Knox has played live in front of audiences all around New Zealand, winning a reputation for his sometimes confrontational style, and performed annually at Wellington's Bar Bodega. He has also extensively toured internationally. His swing through the US in 1995 included, among others, stops in Seattle to play the Crocodile Cafe. His minimalist, DIY sound played well to ears then-focused on grunge, with its retro-punk stylings.

A long-time resident of Auckland, Knox spent time as a newspaper columnist and film reviewer for Real Groove. In 1986-1987, he edited and published three issues of a New Zealand comics anthology Jesus on a Stick. Starting in 1987, his satirical comic strip Max Media appeared in The New Zealand Herald every week until 2009. He has also been an occasional television film reviewer, hosted a Television New Zealand season of classic movies, and presented two seasons of arts series New Artland.

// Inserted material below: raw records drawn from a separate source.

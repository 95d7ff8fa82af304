//! Core data model types for report generation.
//!
//! Sources produce [`Chunk`]s of typed [`Value`] rows described by a user-provided [`Schema`]
//! (a list of typed [`Field`]s). Reference data for joins is held in a [`DataSet`].

use std::fmt;
use std::sync::Arc;

/// Logical data type for a schema field.
#[derive(Debug, Clone, Copy, PartialEq, Eq, Hash)]
pub enum DataType {
    /// 64-bit signed integer.
    Int64,
    /// 64-bit floating point number.
    Float64,
    /// Boolean.
    Bool,
    /// UTF-8 string.
    Utf8,
}

impl fmt::Display for DataType {
    fn fmt(&self, f: &mut fmt::Formatter<'_>) -> fmt::Result {
        let name = match self {
            Self::Int64 => "int64",
            Self::Float64 => "float64",
            Self::Bool => "bool",
            Self::Utf8 => "utf8",
        };
        f.write_str(name)
    }
}

/// A single named, typed field in a [`Schema`].
#[derive(Debug, Clone, PartialEq, Eq)]
pub struct Field {
    /// Field/column name.
    pub name: String,
    /// Field data type.
    pub data_type: DataType,
}

impl Field {
    /// Create a new field.
    pub fn new(name: impl Into<String>, data_type: DataType) -> Self {
        Self {
            name: name.into(),
            data_type,
        }
    }
}

/// A list of fields describing the shape of a table.
///
/// Column names are unique. A schema is immutable once a source starts producing chunks; it is
/// shared between chunks as a [`SchemaRef`].
#[derive(Debug, Clone, PartialEq, Eq)]
pub struct Schema {
    /// Ordered list of fields.
    pub fields: Vec<Field>,
}

/// Shared, read-only schema handle.
pub type SchemaRef = Arc<Schema>;

impl Schema {
    /// Create a new schema from fields.
    pub fn new(fields: Vec<Field>) -> Self {
        Self { fields }
    }

    /// Iterate field names in order.
    pub fn field_names(&self) -> impl Iterator<Item = &str> {
        self.fields.iter().map(|f| f.name.as_str())
    }

    /// Returns the index of a field by name, if present.
    pub fn index_of(&self, name: &str) -> Option<usize> {
        self.fields.iter().position(|f| f.name == name)
    }

    /// Returns the field with the given name, if present.
    pub fn field(&self, name: &str) -> Option<&Field> {
        self.fields.iter().find(|f| f.name == name)
    }

    /// Number of fields.
    pub fn len(&self) -> usize {
        self.fields.len()
    }

    /// Whether the schema has no fields.
    pub fn is_empty(&self) -> bool {
        self.fields.is_empty()
    }

    /// Returns the first column name that appears more than once, if any.
    pub fn duplicate_name(&self) -> Option<&str> {
        for (i, f) in self.fields.iter().enumerate() {
            if self.fields[..i].iter().any(|prev| prev.name == f.name) {
                return Some(f.name.as_str());
            }
        }
        None
    }
}

/// A single typed value.
#[derive(Debug, Clone, PartialEq)]
pub enum Value {
    /// Missing/empty value.
    Null,
    /// 64-bit signed integer.
    Int64(i64),
    /// 64-bit float.
    Float64(f64),
    /// Boolean.
    Bool(bool),
    /// UTF-8 string.
    Utf8(String),
}

impl Value {
    /// Whether this value is [`Value::Null`].
    pub fn is_null(&self) -> bool {
        matches!(self, Self::Null)
    }

    /// The data type of a non-null value.
    pub fn data_type(&self) -> Option<DataType> {
        match self {
            Self::Null => None,
            Self::Int64(_) => Some(DataType::Int64),
            Self::Float64(_) => Some(DataType::Float64),
            Self::Bool(_) => Some(DataType::Bool),
            Self::Utf8(_) => Some(DataType::Utf8),
        }
    }

    /// Numeric view of the value (integers widen to `f64`).
    pub fn as_f64(&self) -> Option<f64> {
        match self {
            Self::Int64(v) => Some(*v as f64),
            Self::Float64(v) => Some(*v),
            _ => None,
        }
    }

    /// Coerce a value into `target` where the conversion is a widening one.
    ///
    /// Only `Int64 -> Float64` is performed; every other combination is returned unchanged.
    pub fn coerce_to(self, target: DataType) -> Value {
        match (self, target) {
            (Value::Int64(v), DataType::Float64) => Value::Float64(v as f64),
            (other, _) => other,
        }
    }

    /// Short name of the value's type, used in diagnostics.
    pub fn type_name(&self) -> &'static str {
        match self {
            Self::Null => "null",
            Self::Int64(_) => "int64",
            Self::Float64(_) => "float64",
            Self::Bool(_) => "bool",
            Self::Utf8(_) => "utf8",
        }
    }
}

impl fmt::Display for Value {
    fn fmt(&self, f: &mut fmt::Formatter<'_>) -> fmt::Result {
        match self {
            Self::Null => Ok(()),
            Self::Int64(v) => write!(f, "{v}"),
            Self::Float64(v) => write!(f, "{v}"),
            Self::Bool(v) => write!(f, "{v}"),
            Self::Utf8(s) => f.write_str(s),
        }
    }
}

/// A bounded, ordered batch of rows: the unit of parallel work.
///
/// `ordinal` is the chunk's position in the source stream (starting at 0). `first_row` is the
/// stream-wide index of the chunk's first row.
#[derive(Debug, Clone, PartialEq)]
pub struct Chunk {
    /// Position in the source stream.
    pub ordinal: usize,
    /// Zero-based stream index of `rows[0]`.
    pub first_row: usize,
    /// Shape of every row.
    pub schema: SchemaRef,
    /// Row-major value storage, in schema field order.
    pub rows: Vec<Vec<Value>>,
}

impl Chunk {
    /// Create a chunk.
    pub fn new(ordinal: usize, first_row: usize, schema: SchemaRef, rows: Vec<Vec<Value>>) -> Self {
        Self {
            ordinal,
            first_row,
            schema,
            rows,
        }
    }

    /// Number of rows in the chunk.
    pub fn row_count(&self) -> usize {
        self.rows.len()
    }
}

/// In-memory tabular dataset.
///
/// Rows are stored as `Vec<Vec<Value>>` in the same order as the [`Schema`] fields. Used for
/// bounded reference data, which is loaded once rather than chunked.
#[derive(Debug, Clone, PartialEq)]
pub struct DataSet {
    /// Schema describing row shape.
    pub schema: Schema,
    /// Row-major value storage.
    pub rows: Vec<Vec<Value>>,
    /// Source line of each row (for diagnostics), parallel to `rows` when known.
    pub lines: Vec<u64>,
}

impl DataSet {
    /// Create a dataset from schema and rows.
    ///
    /// Row `i` is attributed to line `i + 1`.
    pub fn new(schema: Schema, rows: Vec<Vec<Value>>) -> Self {
        let lines = (1..=rows.len() as u64).collect();
        Self {
            schema,
            rows,
            lines,
        }
    }

    /// Create a dataset whose rows carry explicit source line numbers.
    pub fn with_lines(schema: Schema, rows: Vec<Vec<Value>>, lines: Vec<u64>) -> Self {
        debug_assert_eq!(rows.len(), lines.len());
        Self {
            schema,
            rows,
            lines,
        }
    }

    /// Number of rows in the dataset.
    pub fn row_count(&self) -> usize {
        self.rows.len()
    }

    /// Source line of row `idx`, falling back to its 1-based position.
    pub fn line_of(&self, idx: usize) -> u64 {
        self.lines.get(idx).copied().unwrap_or(idx as u64 + 1)
    }
}

#[cfg(test)]
mod tests {
    use super::{DataType, Field, Schema, Value};

    #[test]
    fn schema_index_of_works() {
        let schema = Schema::new(vec![
            Field::new("id", DataType::Int64),
            Field::new("active", DataType::Bool),
            Field::new("name", DataType::Utf8),
        ]);
        assert_eq!(schema.index_of("id"), Some(0));
        assert_eq!(schema.index_of("name"), Some(2));
        assert_eq!(schema.index_of("missing"), None);
        assert_eq!(schema.duplicate_name(), None);
    }

    #[test]
    fn duplicate_names_are_detected() {
        let schema = Schema::new(vec![
            Field::new("a", DataType::Int64),
            Field::new("b", DataType::Int64),
            Field::new("a", DataType::Utf8),
        ]);
        assert_eq!(schema.duplicate_name(), Some("a"));
    }

    #[test]
    fn coerce_only_widens_integers() {
        assert_eq!(Value::Int64(3).coerce_to(DataType::Float64), Value::Float64(3.0));
        assert_eq!(Value::Float64(1.5).coerce_to(DataType::Int64), Value::Float64(1.5));
        assert_eq!(Value::Null.coerce_to(DataType::Float64), Value::Null);
        assert_eq!(
            Value::Utf8("x".to_string()).coerce_to(DataType::Float64),
            Value::Utf8("x".to_string())
        );
    }

    #[test]
    fn display_renders_null_as_empty() {
        assert_eq!(Value::Null.to_string(), "");
        assert_eq!(Value::Float64(2.0).to_string(), "2");
        assert_eq!(Value::Float64(0.25).to_string(), "0.25");
        assert_eq!(Value::Bool(true).to_string(), "true");
    }
}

Knox launched his own label 'A Major Records' in 2006 to release the album Chris Knox and the Nothing. This was the first album Knox recorded in a professional studio, rather than in his trademark DIY style, since his time with Toy Love.

Knox's "It's Love", from the 2000 album Beat, has been used in "Share the Good", a Heineken Premium Light commercial directed by Todd Haynes and cinematographed by Edward Lachman.

In 2009 Knox was awarded a New Zealand Arts Foundation Arts Laureate Award.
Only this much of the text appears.